New signs to tell Selkirk’s history

 
RECORD PHOTO BY MICHELLE BALHARRY

Selkirk Heritage Committee chair Doreen Olive,  City of Selkirk CAO Duane Nicol with marketing and communications co-ordinator Vanessa Figus, and Heritage Committee member Peter Hall.

By Austin Grabish, The Selkirk Record 

The City of Selkirk and the Selkirk Municipal Heritage Advisory Committee are hoping new signs at Selkirk’s Waterfront will teach folks a lesson or two about the City’s rich history.

Three stories are now on display on permanent plaques at the Waterfront, and each plaque tells a story that is considered pivotal to Selkirk’s history.

The stories are about boats, the old fishing industry, and politics surrounding Selkirk’s famous lift bridge.

“We threw around some ideas, different stories within the City that we thought would be of importance,” said City of Selkirk marketing and communications co-ordinator Vanessa Figus.

Figus said the signs were placed strategically at the Waterfront so people can see what the area used to look like.

She said the Waterfront had great stories to tell, because it was booming with the fishing and boating industries, and credited both with making Selkirk what it is today.

“That was sort of the main hub, and that’s what built Selkirk,” Figus said.

Doreen Oliver, chair of the Heritage Committee, said she believes the signs will bring people back in time to the Waterfront’s earlier days, a press release said.  

Figus agreed.

“The signs take you back in history, because that particular area of Selkirk was a different time years ago.
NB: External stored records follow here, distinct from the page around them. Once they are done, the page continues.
//! g13d - G13 LCD menu daemon
//!
//! Reads the keypad through hidraw, drives the LCD menus, translates G-keys
//! through the active profile's bindings and persists the user's settings.
//! Without a configured device it plays a scripted demo against a null
//! display. SIGINT and SIGTERM blank the LCD and save before exiting.

use std::path::Path;

use embassy_executor::Spawner;
use embassy_futures::join::join3;
use log::{error, info, warn};

use g13_core::traits::SettingsStore;
use g13_display::DisplaySink;
use g13_protocol::ButtonLayout;

use g13_daemon::channels::{install_signal_handler, SHUTDOWN};
use g13_daemon::config::{self, DaemonConfig, PersistedState};
use g13_daemon::display::{HidrawDisplay, NullDisplay};
use g13_daemon::poller::InputPoller;
use g13_daemon::services::DaemonServices;
use g13_daemon::tasks::{poll_task, stop_after, ui_task};
use g13_daemon::transport::{AnySource, HidrawSource, SimulatedSource};

/// Run time of the demo when no limit is configured (ms)
const DEMO_RUN_MS: u64 = 6_000;

#[embassy_executor::main]
async fn main(_spawner: Spawner) {
    env_logger::Builder::from_env(env_logger::Env::default().default_filter_or("info")).init();
    info!("g13d {} starting", env!("CARGO_PKG_VERSION"));

    let config = match config::load(&config::config_path()) {
        Ok(config) => config,
        Err(e) => {
            error!("{}", e);
            std::process::exit(1);
        }
    };

    if let Err(e) = install_signal_handler() {
        warn!("No signal handler ({}), Ctrl-C will not save state", e);
    }

    let persisted = config.state_file.as_deref().and_then(load_state);
    let services = DaemonServices::new(&config, persisted);

    let (source, display) = match open_device(&config) {
        Some(device) => device,
        None => std::process::exit(1),
    };
    let simulated = matches!(source, AnySource::Simulated(_));

    let poller = InputPoller::new(
        source,
        ButtonLayout::G13,
        config.input.input_config(services.settings()),
        config.input.read_timeout(),
    );
    let run_for_ms = config
        .device
        .run_for_ms
        .or(simulated.then_some(DEMO_RUN_MS));

    join3(
        poll_task(poller, config.keymaps()),
        ui_task(services, display, config.render.frame_period()),
        stop_after(run_for_ms, &SHUTDOWN),
    )
    .await;

    info!("g13d stopped");
    // The executor never returns on its own
    std::process::exit(0);
}

fn load_state(path: &Path) -> Option<PersistedState> {
    match PersistedState::load(path) {
        Ok(state) => state,
        Err(e) => {
            warn!("Ignoring state file {}: {}", path.display(), e);
            None
        }
    }
}

/// Report source and LCD sink for the configured device, or the demo
fn open_device(config: &DaemonConfig) -> Option<(AnySource, Box<dyn DisplaySink>)> {
    let Some(path) = config.device.hidraw.as_deref() else {
        let demo = SimulatedSource::demo();
        info!("No device configured, running demo script ({} reports)", demo.remaining());
        return Some((AnySource::Simulated(demo), Box::new(NullDisplay::new())));
    };

    let source = match HidrawSource::open(path) {
        Ok(source) => source,
        Err(e) => {
            error!("Cannot open {}: {}", path.display(), e);
            return None;
        }
    };

    let display: Box<dyn DisplaySink> = match HidrawDisplay::open(path) {
        Ok(display) => Box::new(display),
        Err(e) => {
            warn!("LCD unavailable ({}), frames are discarded", e);
            Box::new(NullDisplay::new())
        }
    };

    Some((AnySource::Hidraw(source), display))
}
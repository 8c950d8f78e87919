//! Linux hidraw source
//!
//! hidraw reads block, so a dedicated thread reads the device and hands
//! reports to the async side through a bounded channel. When the channel is
//! full the newest report is dropped; the next one carries the full button
//! state anyway. The thread ends on disconnect; [`HidrawSource::reopen`]
//! starts a new one once the node is back.

use std::fs::File;
use std::io::Read;
use std::path::{Path, PathBuf};
use std::thread;

use embassy_sync::blocking_mutex::raw::CriticalSectionRawMutex;
use embassy_sync::channel::Channel;
use heapless::Vec;
use log::{debug, info, trace, warn};

use super::{RawReport, ReportSource, TransportError, MAX_REPORT_LEN};
use crate::channels::shutdown_requested;

/// Reports buffered between the reader thread and the poll task
const REPORT_QUEUE_SIZE: usize = 16;

type ReportQueue = Channel<CriticalSectionRawMutex, Result<RawReport, TransportError>, REPORT_QUEUE_SIZE>;

static REPORTS: ReportQueue = Channel::new();

/// Input reports from `/dev/hidrawN`
pub struct HidrawSource {
    path: PathBuf,
    reports: &'static ReportQueue,
}

impl HidrawSource {
    /// Open the device and start the reader thread
    pub fn open(path: &Path) -> Result<Self, TransportError> {
        let source = Self {
            path: path.to_path_buf(),
            reports: &REPORTS,
        };
        source.start_reader()?;
        Ok(source)
    }

    fn start_reader(&self) -> Result<(), TransportError> {
        let file = File::open(&self.path)?;
        let reports = self.reports;

        thread::Builder::new()
            .name("hidraw-reader".into())
            .spawn(move || reader_loop(file, reports))?;

        info!("Reading reports from {}", self.path.display());
        Ok(())
    }
}

impl ReportSource for HidrawSource {
    async fn read(&mut self) -> Result<RawReport, TransportError> {
        self.reports.receive().await
    }

    async fn reopen(&mut self) -> Result<(), TransportError> {
        // Whatever the old reader queued predates the disconnect
        self.reports.clear();
        self.start_reader()
    }
}

fn reader_loop(mut file: File, reports: &'static ReportQueue) {
    let mut buf = [0u8; MAX_REPORT_LEN];

    while !shutdown_requested() {
        let item = match file.read(&mut buf) {
            Ok(0) => Err(TransportError::Disconnected),
            Ok(n) => Ok(Vec::from_slice(&buf[..n]).unwrap_or_default()),
            Err(e) => Err(TransportError::from(e)),
        };

        let disconnected = matches!(item, Err(TransportError::Disconnected));
        if reports.try_send(item).is_err() {
            trace!("Report queue full, dropping report");
        }
        if disconnected {
            warn!("hidraw device disconnected, reader stopping");
            return;
        }
    }

    debug!("hidraw reader stopped");
}

#[cfg(test)]
mod tests {
    use super::*;
    use embassy_futures::block_on;

    #[test]
    fn test_reopen_after_end_of_file() {
        // A regular file ends like an unplugged node: one report, then EOF
        let path = std::env::temp_dir().join(format!("g13d-hidraw-{}.bin", std::process::id()));
        let report = [0x01, 128, 128, 0, 0, 0, 0, 0x80];
        std::fs::write(&path, report).unwrap();

        let mut source = HidrawSource::open(&path).unwrap();
        assert_eq!(block_on(source.read()).unwrap().as_slice(), &report);
        assert_eq!(block_on(source.read()), Err(TransportError::Disconnected));

        block_on(source.reopen()).unwrap();
        assert_eq!(block_on(source.read()).unwrap().as_slice(), &report);
        assert_eq!(block_on(source.read()), Err(TransportError::Disconnected));

        std::fs::remove_file(&path).unwrap();
        assert_eq!(block_on(source.reopen()), Err(TransportError::Disconnected));
    }
}
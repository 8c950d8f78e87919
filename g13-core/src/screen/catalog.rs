//! Menu catalog
//!
//! Screens are built on demand from a [`ScreenId`], so a push request only
//! carries a small copyable identifier and menus always reflect the current
//! profiles, macros and settings.

use core::fmt::Write;

use heapless::String;

use super::actions::Command;
use super::adjust::{color_name, BrightnessScreen, ColorPickerScreen};
use super::menu::{MenuItem, MenuScreen, MAX_MENU_ITEMS};
use super::text::{format_count, format_uptime, truncate};
use super::Screen;
use crate::config::{format_timeout, ClockFormat, IDLE_TIMEOUT_OPTIONS};
use crate::traits::{Effect, Services};

/// Resolved value text
pub type ValueText = String<16>;

/// Screens that can be pushed
#[derive(Debug, Clone, Copy, PartialEq, Eq)]
#[cfg_attr(feature = "defmt", derive(defmt::Format))]
pub enum ScreenId {
    Menu(MenuId),
    Brightness,
    ColorPicker,
}

impl ScreenId {
    /// Build a fresh screen for this id
    pub fn build(self, services: &dyn Services) -> Screen {
        match self {
            ScreenId::Menu(id) => Screen::Menu(id.build(services)),
            ScreenId::Brightness => Screen::Brightness(BrightnessScreen::new(services.brightness())),
            ScreenId::ColorPicker => Screen::ColorPicker(ColorPickerScreen::new(services.color())),
        }
    }
}

/// Menus in the catalog
#[derive(Debug, Clone, Copy, PartialEq, Eq)]
#[cfg_attr(feature = "defmt", derive(defmt::Format))]
pub enum MenuId {
    Main,
    Profiles,
    Macros,
    Led,
    Effects,
    Settings,
    Clock,
    Timeout,
    Info,
}

impl MenuId {
    pub fn title(self) -> &'static str {
        match self {
            MenuId::Main => "MENU",
            MenuId::Profiles => "PROFILES",
            MenuId::Macros => "MACROS",
            MenuId::Led => "LED SETTINGS",
            MenuId::Effects => "EFFECTS",
            MenuId::Settings => "SETTINGS",
            MenuId::Clock => "CLOCK",
            MenuId::Timeout => "TIMEOUT",
            MenuId::Info => "SYSTEM INFO",
        }
    }

    pub fn build(self, services: &dyn Services) -> MenuScreen {
        let menu = MenuScreen::new(self, self.title());
        match self {
            MenuId::Main => menu
                .with_item(MenuItem::submenu("Profiles", ScreenId::Menu(MenuId::Profiles)))
                .with_item(MenuItem::submenu("Macros", ScreenId::Menu(MenuId::Macros)))
                .with_item(MenuItem::submenu("LED Settings", ScreenId::Menu(MenuId::Led)))
                .with_item(MenuItem::submenu("Settings", ScreenId::Menu(MenuId::Settings)))
                .with_item(MenuItem::submenu("System Info", ScreenId::Menu(MenuId::Info))),

            MenuId::Profiles => build_profiles(menu, services),

            MenuId::Macros => build_macros(menu, services),

            MenuId::Led => menu
                .with_item(
                    MenuItem::submenu("Color", ScreenId::ColorPicker).with_value(ValueSource::LedColor),
                )
                .with_item(
                    MenuItem::submenu("Brightness", ScreenId::Brightness)
                        .with_value(ValueSource::LedBrightness),
                )
                .with_item(
                    MenuItem::submenu("Effect", ScreenId::Menu(MenuId::Effects))
                        .with_value(ValueSource::LedEffect),
                )
                .with_item(MenuItem::command("Turn Off", Command::LedOff)),

            MenuId::Effects => menu
                .with_item(MenuItem::command("Solid", Command::SetEffect(Effect::Solid)))
                .with_item(MenuItem::command("Pulse", Command::SetEffect(Effect::Pulse)))
                .with_item(MenuItem::command("Rainbow", Command::SetEffect(Effect::Rainbow)))
                .with_item(MenuItem::command("Fade", Command::SetEffect(Effect::Fade)))
                .with_item(MenuItem::command("Stop Effect", Command::StopEffect)),

            MenuId::Settings => menu
                .with_item(MenuItem::submenu("Clock Display", ScreenId::Menu(MenuId::Clock)))
                .with_item(
                    MenuItem::submenu("Idle Timeout", ScreenId::Menu(MenuId::Timeout))
                        .with_value(ValueSource::IdleTimeout),
                )
                .with_item(
                    MenuItem::command("Stick Sensitivity", Command::CycleSensitivity)
                        .with_value(ValueSource::Sensitivity),
                )
                .with_item(MenuItem::command("Reset to Defaults", Command::AskReset)),

            MenuId::Clock => menu
                .with_item(
                    MenuItem::command("24-hour", Command::SetClockFormat(ClockFormat::H24))
                        .with_value(ValueSource::ClockMark(ClockFormat::H24)),
                )
                .with_item(
                    MenuItem::command("12-hour", Command::SetClockFormat(ClockFormat::H12))
                        .with_value(ValueSource::ClockMark(ClockFormat::H12)),
                )
                .with_item(
                    MenuItem::command("Show Seconds", Command::ToggleSeconds)
                        .with_value(ValueSource::ShowSeconds),
                )
                .with_item(
                    MenuItem::command("Show Date", Command::ToggleDate).with_value(ValueSource::ShowDate),
                ),

            MenuId::Timeout => {
                let mut menu = menu;
                for seconds in IDLE_TIMEOUT_OPTIONS {
                    menu.add(
                        MenuItem::command(timeout_label(seconds), Command::SetIdleTimeout(seconds))
                            .with_value(ValueSource::TimeoutMark(seconds)),
                    );
                }
                menu
            }

            MenuId::Info => menu
                .with_item(MenuItem::info("Version").with_value(ValueSource::Version))
                .with_item(MenuItem::info("Uptime").with_value(ValueSource::Uptime))
                .with_item(MenuItem::info("Keys").with_value(ValueSource::KeyCount))
                .with_item(MenuItem::info("Profile").with_value(ValueSource::ProfileName))
                .with_item(MenuItem::info("Mode").with_value(ValueSource::Mode)),
        }
    }
}

fn build_profiles(mut menu: MenuScreen, services: &dyn Services) -> MenuScreen {
    let count = services.profile_count().min(MAX_MENU_ITEMS);
    if count == 0 {
        menu.add(MenuItem::info("No profiles").disabled());
        return menu;
    }

    for index in 0..count {
        let name = services.profile_name(index).unwrap_or("?");
        menu.add(
            MenuItem::command(name, Command::LoadProfile(index as u8))
                .with_value(ValueSource::ProfileMark(index as u8)),
        );
    }
    menu
}

fn build_macros(mut menu: MenuScreen, services: &dyn Services) -> MenuScreen {
    // Leave a row for "Record New"
    let count = services.macro_count().min(MAX_MENU_ITEMS - 1);
    if count == 0 {
        menu.add(MenuItem::info("No macros").disabled());
    }
    for index in 0..count {
        menu.add(MenuItem::info(services.macro_name(index).unwrap_or("?")).disabled());
    }
    menu.add(MenuItem::command("Record New", Command::RecordMacro));
    menu
}

fn timeout_label(seconds: u16) -> &'static str {
    match seconds {
        0 => "Never",
        15 => "15 seconds",
        30 => "30 seconds",
        60 => "1 minute",
        300 => "5 minutes",
        _ => "Custom",
    }
}

/// Right-aligned value shown next to a menu label
#[derive(Debug, Clone, Copy, PartialEq, Eq)]
#[cfg_attr(feature = "defmt", derive(defmt::Format))]
pub enum ValueSource {
    LedColor,
    LedBrightness,
    LedEffect,
    IdleTimeout,
    Sensitivity,
    /// `*` when this clock format is active
    ClockMark(ClockFormat),
    ShowSeconds,
    ShowDate,
    /// `*` when this timeout is active
    TimeoutMark(u16),
    /// `*` when this profile is active
    ProfileMark(u8),
    Version,
    Uptime,
    KeyCount,
    ProfileName,
    Mode,
}

impl ValueSource {
    /// Values that change without user input
    pub fn is_live(self) -> bool {
        matches!(self, ValueSource::Uptime | ValueSource::KeyCount)
    }

    pub fn resolve(self, services: &dyn Services) -> ValueText {
        let settings = services.settings();
        let mut out = ValueText::new();
        match self {
            ValueSource::LedColor => {
                let color = services.color();
                match color_name(color) {
                    Some(name) => {
                        let _ = out.push_str(name);
                    }
                    None => {
                        let _ = out.push_str(&color.to_hex());
                    }
                }
            }
            ValueSource::LedBrightness => {
                let _ = write!(out, "{}%", services.brightness());
            }
            ValueSource::LedEffect => {
                let _ = out.push_str(services.effect().map_or("None", Effect::name));
            }
            ValueSource::IdleTimeout => {
                let _ = out.push_str(&format_timeout(settings.idle_timeout_s));
            }
            ValueSource::Sensitivity => {
                let _ = out.push_str(settings.stick_sensitivity.label());
            }
            ValueSource::ClockMark(format) => mark(&mut out, settings.clock_format == format),
            ValueSource::ShowSeconds => {
                let _ = out.push_str(on_off(settings.show_seconds));
            }
            ValueSource::ShowDate => {
                let _ = out.push_str(on_off(settings.show_date));
            }
            ValueSource::TimeoutMark(seconds) => mark(&mut out, settings.idle_timeout_s == seconds),
            ValueSource::ProfileMark(index) => {
                mark(&mut out, services.active_profile() == Some(index as usize))
            }
            ValueSource::Version => out = truncate(services.version()),
            ValueSource::Uptime => out = format_uptime(services.uptime_s()),
            ValueSource::KeyCount => out = format_count(services.key_count()),
            ValueSource::ProfileName => {
                out = truncate(services.active_profile_name().unwrap_or("None"));
            }
            ValueSource::Mode => {
                let _ = write!(out, "M{}", services.mode());
            }
        }
        out
    }
}

fn mark(out: &mut ValueText, active: bool) {
    if active {
        let _ = out.push('*');
    }
}

fn on_off(value: bool) -> &'static str {
    if value {
        "On"
    } else {
        "Off"
    }
}
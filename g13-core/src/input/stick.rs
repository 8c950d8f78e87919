//! Thumbstick direction classification

use super::events::NavigationEvent;

/// Direction of a deflected stick
#[derive(Debug, Clone, Copy, PartialEq, Eq)]
#[cfg_attr(feature = "defmt", derive(defmt::Format))]
pub enum StickDirection {
    Up,
    Down,
    Left,
    Right,
}

impl StickDirection {
    /// Classify a stick position
    ///
    /// The dead zone is `center +/- threshold` (exclusive). The Y axis is
    /// checked first; X only counts when Y is inside the dead zone.
    pub fn from_axes(x: u8, y: u8, center: u8, threshold: u8) -> Option<Self> {
        let low = i16::from(center) - i16::from(threshold);
        let high = i16::from(center) + i16::from(threshold);
        let (x, y) = (i16::from(x), i16::from(y));

        if y < low {
            Some(StickDirection::Up)
        } else if y > high {
            Some(StickDirection::Down)
        } else if x < low {
            Some(StickDirection::Left)
        } else if x > high {
            Some(StickDirection::Right)
        } else {
            None
        }
    }

    pub fn event(self) -> NavigationEvent {
        match self {
            StickDirection::Up => NavigationEvent::StickUp,
            StickDirection::Down => NavigationEvent::StickDown,
            StickDirection::Left => NavigationEvent::StickLeft,
            StickDirection::Right => NavigationEvent::StickRight,
        }
    }
}

#[cfg(test)]
mod tests {
    use super::*;

    fn classify(x: u8, y: u8) -> Option<StickDirection> {
        StickDirection::from_axes(x, y, 128, 50)
    }

    #[test]
    fn test_center_is_none() {
        assert_eq!(classify(128, 128), None);
    }

    #[test]
    fn test_dead_zone_edges() {
        // 128 - 50 = 78 and 128 + 50 = 178 are still inside
        assert_eq!(classify(128, 78), None);
        assert_eq!(classify(128, 178), None);
        assert_eq!(classify(78, 128), None);
        assert_eq!(classify(178, 128), None);

        assert_eq!(classify(128, 77), Some(StickDirection::Up));
        assert_eq!(classify(128, 179), Some(StickDirection::Down));
        assert_eq!(classify(77, 128), Some(StickDirection::Left));
        assert_eq!(classify(179, 128), Some(StickDirection::Right));
    }

    #[test]
    fn test_vertical_wins() {
        assert_eq!(classify(0, 0), Some(StickDirection::Up));
        assert_eq!(classify(255, 255), Some(StickDirection::Down));
        assert_eq!(classify(0, 255), Some(StickDirection::Down));
    }

    #[test]
    fn test_threshold_near_range_limits() {
        // A dead zone wider than the axis never triggers
        assert_eq!(StickDirection::from_axes(0, 255, 128, 200), None);
        assert_eq!(
            StickDirection::from_axes(128, 0, 128, 30),
            Some(StickDirection::Up)
        );
    }
}
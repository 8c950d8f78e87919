//! LCD packet framing
//!
//! The G13 LCD takes one 992-byte interrupt transfer per frame:
//! ```text
//! ┌────────────────────────┬──────────────────────────────┐
//! │ HEADER (0x03, 0 x 31)  │ FRAMEBUFFER                  │
//! │ 32B                    │ 960B (160 cols x 6 blocks)   │
//! └────────────────────────┴──────────────────────────────┘
//! ```
//!
//! Framebuffer layout: byte `x + (y / 8) * 160` holds the 8 vertical pixels
//! of column `x` in row block `y / 8`, least significant bit on top. The
//! last block carries 3 visible rows and 5 rows of padding.

/// Visible width in pixels
pub const LCD_WIDTH: usize = 160;

/// Visible height in pixels
pub const LCD_HEIGHT: usize = 43;

/// Number of 8-row blocks in the framebuffer
pub const LCD_ROW_BLOCKS: usize = 6;

/// Framebuffer size in bytes
pub const FRAMEBUFFER_SIZE: usize = LCD_WIDTH * LCD_ROW_BLOCKS;

/// Header length in bytes
pub const LCD_HEADER_SIZE: usize = 32;

/// First header byte
pub const LCD_COMMAND: u8 = 0x03;

/// Complete packet length
pub const LCD_PACKET_SIZE: usize = LCD_HEADER_SIZE + FRAMEBUFFER_SIZE;

/// Errors that can occur while building an LCD packet
#[derive(Debug, Clone, Copy, PartialEq, Eq)]
#[cfg_attr(feature = "defmt", derive(defmt::Format))]
pub enum LcdError {
    /// Framebuffer is not exactly [`FRAMEBUFFER_SIZE`] bytes
    FramebufferSize(usize),
    /// Output buffer is too small for a packet
    BufferTooSmall,
}

/// Encode a framebuffer into an LCD packet
///
/// Returns the number of bytes written
pub fn encode_packet(framebuffer: &[u8], out: &mut [u8]) -> Result<usize, LcdError> {
    if framebuffer.len() != FRAMEBUFFER_SIZE {
        return Err(LcdError::FramebufferSize(framebuffer.len()));
    }
    if out.len() < LCD_PACKET_SIZE {
        return Err(LcdError::BufferTooSmall);
    }

    out[..LCD_HEADER_SIZE].fill(0);
    out[0] = LCD_COMMAND;
    out[LCD_HEADER_SIZE..LCD_PACKET_SIZE].copy_from_slice(framebuffer);

    Ok(LCD_PACKET_SIZE)
}

/// Byte index and bit for a pixel, or `None` outside the visible area
pub fn pixel_position(x: usize, y: usize) -> Option<(usize, u8)> {
    if x >= LCD_WIDTH || y >= LCD_HEIGHT {
        return None;
    }
    Some((x + (y / 8) * LCD_WIDTH, (y % 8) as u8))
}

#[cfg(test)]
mod tests {
    use super::*;

    #[test]
    fn test_sizes() {
        assert_eq!(FRAMEBUFFER_SIZE, 960);
        assert_eq!(LCD_PACKET_SIZE, 992);
        assert!(LCD_ROW_BLOCKS * 8 >= LCD_HEIGHT);
    }

    #[test]
    fn test_encode_packet() {
        let mut framebuffer = [0u8; FRAMEBUFFER_SIZE];
        framebuffer[0] = 0xAB;
        framebuffer[FRAMEBUFFER_SIZE - 1] = 0xCD;

        let mut out = [0xFFu8; LCD_PACKET_SIZE];
        let len = encode_packet(&framebuffer, &mut out).unwrap();

        assert_eq!(len, LCD_PACKET_SIZE);
        assert_eq!(out[0], LCD_COMMAND);
        assert!(out[1..LCD_HEADER_SIZE].iter().all(|&b| b == 0));
        assert_eq!(out[LCD_HEADER_SIZE], 0xAB);
        assert_eq!(out[LCD_PACKET_SIZE - 1], 0xCD);
    }

    #[test]
    fn test_encode_rejects_wrong_size() {
        let mut out = [0u8; LCD_PACKET_SIZE];
        assert_eq!(
            encode_packet(&[0u8; 100], &mut out),
            Err(LcdError::FramebufferSize(100))
        );

        let mut small = [0u8; 64];
        assert_eq!(
            encode_packet(&[0u8; FRAMEBUFFER_SIZE], &mut small),
            Err(LcdError::BufferTooSmall)
        );
    }

    #[test]
    fn test_pixel_position() {
        assert_eq!(pixel_position(0, 0), Some((0, 0)));
        assert_eq!(pixel_position(0, 7), Some((0, 7)));
        assert_eq!(pixel_position(0, 8), Some((160, 0)));
        assert_eq!(pixel_position(159, 42), Some((159 + 5 * 160, 2)));
        assert_eq!(pixel_position(160, 0), None);
        assert_eq!(pixel_position(0, 43), None);
    }
}
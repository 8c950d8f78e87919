//! Backlight control

use core::fmt::Write;

use heapless::String;

#[cfg(feature = "serde")]
use serde::{Deserialize, Serialize};

/// Backlight color
#[derive(Debug, Clone, Copy, PartialEq, Eq, Default)]
#[cfg_attr(feature = "defmt", derive(defmt::Format))]
#[cfg_attr(feature = "serde", derive(Serialize, Deserialize))]
pub struct Rgb {
    pub r: u8,
    pub g: u8,
    pub b: u8,
}

impl Rgb {
    pub const WHITE: Rgb = Rgb::new(255, 255, 255);
    pub const BLACK: Rgb = Rgb::new(0, 0, 0);

    pub const fn new(r: u8, g: u8, b: u8) -> Self {
        Self { r, g, b }
    }

    /// `#RRGGBB`
    pub fn to_hex(self) -> String<7> {
        let mut out = String::new();
        let _ = write!(out, "#{:02X}{:02X}{:02X}", self.r, self.g, self.b);
        out
    }
}

/// Animated backlight effects
#[derive(Debug, Clone, Copy, PartialEq, Eq)]
#[cfg_attr(feature = "defmt", derive(defmt::Format))]
#[cfg_attr(feature = "serde", derive(Serialize, Deserialize))]
pub enum Effect {
    Solid,
    Pulse,
    Rainbow,
    Fade,
}

impl Effect {
    pub fn name(self) -> &'static str {
        match self {
            Effect::Solid => "Solid",
            Effect::Pulse => "Pulse",
            Effect::Rainbow => "Rainbow",
            Effect::Fade => "Fade",
        }
    }
}

/// Backlight controller
///
/// The effects engine itself lives outside this crate; screens only start,
/// stop and preview.
pub trait LedControl {
    fn color(&self) -> Rgb;

    fn set_color(&mut self, color: Rgb);

    /// Brightness in percent (0-100)
    fn brightness(&self) -> u8;

    fn set_brightness(&mut self, percent: u8);

    /// Running effect, if any
    fn effect(&self) -> Option<Effect>;

    fn start_effect(&mut self, effect: Effect);

    fn stop_effect(&mut self);

    /// Turn the backlight off
    fn off(&mut self);
}
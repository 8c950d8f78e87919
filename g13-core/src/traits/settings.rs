//! Settings storage

use crate::config::Settings;

/// Owner of the user settings
///
/// Implementations decide when to persist; screens only read and replace
/// the whole struct.
pub trait SettingsStore {
    fn settings(&self) -> &Settings;

    fn update_settings(&mut self, settings: Settings);

    /// Apply a change to a copy of the current settings and store it
    fn modify_settings(&mut self, f: &mut dyn FnMut(&mut Settings)) {
        let mut settings = *self.settings();
        f(&mut settings);
        self.update_settings(settings);
    }

    fn reset_settings(&mut self) {
        self.update_settings(Settings::default());
    }
}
It was very busy, it was a hustle and bustle, there were hundreds of people working in the fisheries, logging, working on the boats, doing all kinds of things,” Figus said.

But University of Manitoba native studies Prof. Niigaan Sinclair said there’s much more to Selkirk’s history, and it’s problematic to give a history lesson about a place without acknowledging the land’s original inhabitants.

“To erase that is to completely ignore the true history of the area,” Sinclair said.

He said aboriginal people used land in and around what is now Selkirk for hundreds, if not thousands of years, before any commercial fishing or boating industries were started.

“There is no history in Selkirk without aboriginal people,” Sinclair said.

He said the community of St. Peters, which was in the Selkirk area, was a thriving place used for hunting and fishing, and it was also top-notch agriculture territory long before any European settlers arrived.  

“The area now known as Selkirk was a landing space for dozens of First Nations communities throughout the north from Norway House to Oxford House to Sagkeeng,” Sinclair said.

He noted the aboriginal peoples living around Selkirk were booted off their land in 1907 and sent to Peguis to live on scrubland that has continued to flood regularly.

The illegal eviction was settled in 2010 resulting in $118-million going to the Peguis band as compensation.

The historic settlement is one of Canada’s largest single land claims.

Figus said the City doesn’t have immediate plans in place to include a fourth display on any kind of aboriginal history, but noted the goal is to eventually have more displays around Selkirk that will tell other stories.